Les enfants assassinés de Gaza n’étaient pas des victimes collatérales. Ils étaient des cibles à éliminer, tout comme leurs parents, leur massacre de masse étant justifié par des personnalités comme Avigdor Lieberman et Galit Distel Atbaryan, du Likoud, le parti de Netanyahou : « Il n’y a pas d’innocents à Gaza… Ils (les Palestiniens) élèvent toute une population de nazis. » Meirav Ben-Ari, députée à la Knesset, a déclaré : « Les enfants de Gaza sont responsables de ce crime. » Le Premier ministre israélien, Isaac Herzog, a dénoncé le pape pour trafic d’accusations rituelles après avoir condamné le massacre d’enfants palestiniens par Israël.
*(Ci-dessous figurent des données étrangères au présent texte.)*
use std::path::PathBuf;
use std::sync::Arc;

use clap::{Parser, Subcommand};
use tracing::info;
use tracing_subscriber::EnvFilter;

use depreg::cli::{
    UserCommands, load_config, run_login, run_user_add, run_user_delete, run_user_list,
    run_user_passwd, run_user_show, run_user_update,
};
use depreg::registry::Registry;
use depreg::server::{AppState, create_router};

#[derive(Parser)]
#[command(name = "depreg")]
#[command(about = "A private dependency registry", long_about = None)]
struct Cli {
    /// Path to a TOML configuration file
    #[arg(long, short, global = true, env = "DEPREG_CONFIG")]
    config: Option<PathBuf>,

    #[command(subcommand)]
    command: Commands,
}

#[derive(Subcommand)]
enum Commands {
    /// Start the server
    Serve {
        /// Host to bind to (overrides the configuration)
        #[arg(long)]
        host: Option<String>,

        /// Port to bind to (overrides the configuration)
        #[arg(long, short)]
        port: Option<u16>,
    },

    /// Manage users
    User {
        #[command(subcommand)]
        command: UserCommands,
    },

    /// Exchange a username and password for a token
    Login {
        username: String,

        #[arg(long)]
        password: Option<String>,

        /// Skip interactive prompts (requires --password)
        #[arg(long)]
        non_interactive: bool,
    },
}

#[tokio::main]
async fn main() -> anyhow::Result<()> {
    tracing_subscriber::fmt()
        .with_env_filter(EnvFilter::from_default_env().add_directive("depreg=info".parse()?))
        .with_writer(std::io::stderr)
        .init();

    let cli = Cli::parse();
    let mut config = load_config(cli.config.as_deref())?;

    match cli.command {
        Commands::Serve { host, port } => {
            if let Some(host) = host {
                config.host = host;
            }
            if let Some(port) = port {
                config.port = port;
            }

            let registry = Registry::open(&config)?;
            let state = Arc::new(
                AppState::new(registry.gate).with_upload_limit(config.max_upload_bytes),
            );
            let app = create_router(state);
            let addr = config.socket_addr()?;

            info!("Starting server on {}", addr);

            let listener = tokio::net::TcpListener::bind(addr).await?;
            axum::serve(listener, app).await?;
        }
        Commands::User { command } => match command {
            UserCommands::Add {
                username,
                password,
                admin,
                non_interactive,
            } => run_user_add(&config, username, password, admin, non_interactive)?,
            UserCommands::Show { username, json } => run_user_show(&config, username, json)?,
            UserCommands::List { json } => run_user_list(&config, json)?,
            UserCommands::Update {
                username,
                admin,
                disabled,
            } => run_user_update(&config, username, admin, disabled)?,
            UserCommands::Passwd {
                username,
                password,
                non_interactive,
            } => run_user_passwd(&config, username, password, non_interactive)?,
            UserCommands::Delete { username, yes } => run_user_delete(&config, username, yes)?,
        },
        Commands::Login {
            username,
            password,
            non_interactive,
        } => run_login(&config, username, password, non_interactive)?,
    }

    Ok(())
}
Mais un moyen sûr de prouver qu’Israël commet un génocide à Gaza est de vouloir éliminer non seulement cette génération, mais aussi la génération future.
Cette semaine, le Dr Feroze Sidhwa a décrit au Conseil de sécurité de l’ONU son expérience du traitement des victimes des frappes aériennes et de drones israéliennes à Gaza :
À Gaza, j’ai opéré dans des hôpitaux dépourvus de stérilité, d’électricité et d’anesthésie. Les interventions chirurgicales se déroulaient dans des salles bondées et insalubres. Les enfants mouraient non pas parce que leurs blessures étaient incurables, mais parce que nous manquions de sang, d’antibiotiques et des fournitures les plus élémentaires, pourtant facilement disponibles dans n’importe quel grand hôpital du monde. Je n’ai vu ni soigné aucun combattant durant mes cinq semaines à Gaza. Mes patients étaient des enfants de 6 ans, avec des éclats d’obus dans le cœur et des balles dans la tête, et des femmes enceintes dont le bassin avait été arraché et le fœtus sectionné alors qu’il était encore dans l’utérus. Des mères réfugiées à l’hôpital cuisinaient du pain sur des plaques chauffantes aux urgences lors d’événements impliquant de nombreuses victimes, tandis que nous faisions face à un feu et à une mort fulgurante.
Qui peut entendre cela sans être poussé à l’action ? Qui peut entendre cela et dire que les enfants et les mères le méritaient ? Beaucoup ont été réduits au silence. Beaucoup, beaucoup plus encore se sont tus eux-mêmes.
Permettez-moi de soumettre à votre réflexion un cas récent : celui de Joseph Borrell, ancien directeur du Bureau des droits de l’homme de l’Union européenne, qui a été aux premières loges de ce qui se passait à Gaza. Il y a vu des camps de réfugiés mitraillés, des ambulanciers pris en embuscade, des poètes et des ingénieurs assassinés, des usines de dessalement détruites et des canalisations d’eaux usées rompues, des bateaux de pêche torpillés, des boulangeries explosées, Rafah, Gaza et Khan Younis réduites en ruines par les bombardements, deux millions de personnes déplacées et 12 000 enfants tués. Pourtant, il est resté silencieux sur ce qui se passait réellement, sur ce qu’il savait, jusqu’à sa retraite. Ce n’est qu’alors, au moment où cela aurait le moins d’impact politique, et principalement pour apaiser sa conscience, qu’il s’est senti libre de le qualifier de génocide.
Lorsque les Palestiniens ont tenté de briser le mur du silence qui enferme la bande de Gaza et de décrire les crimes commis par Israël, ils ont été systématiquement tués : alors qu’ils couvraient, filmaient et photographiaient, conduisaient, interviewaient, dormaient chez eux avec leurs familles. Plus de 210 personnes ont été tuées, et d’autres sont ciblées chaque semaine. Tout cela pour empêcher la nouvelle de se répandre. Il n’y a jamais eu une telle « censure » par drone dans aucune autre guerre. Pourtant, nous devons ici faire face à un double silence déconcertant. Non seulement le terrible silence des journalistes assassinés, mais aussi le silence mortel de leurs confrères des médias occidentaux sur leurs meurtres et ceux qui les ont tués. Un silence qui tue et enterre l’histoire, ainsi que les journalistes qui ont risqué leur vie pour la rapporter.
À Gaza, même les morts parlent, mais nous refusons de les entendre.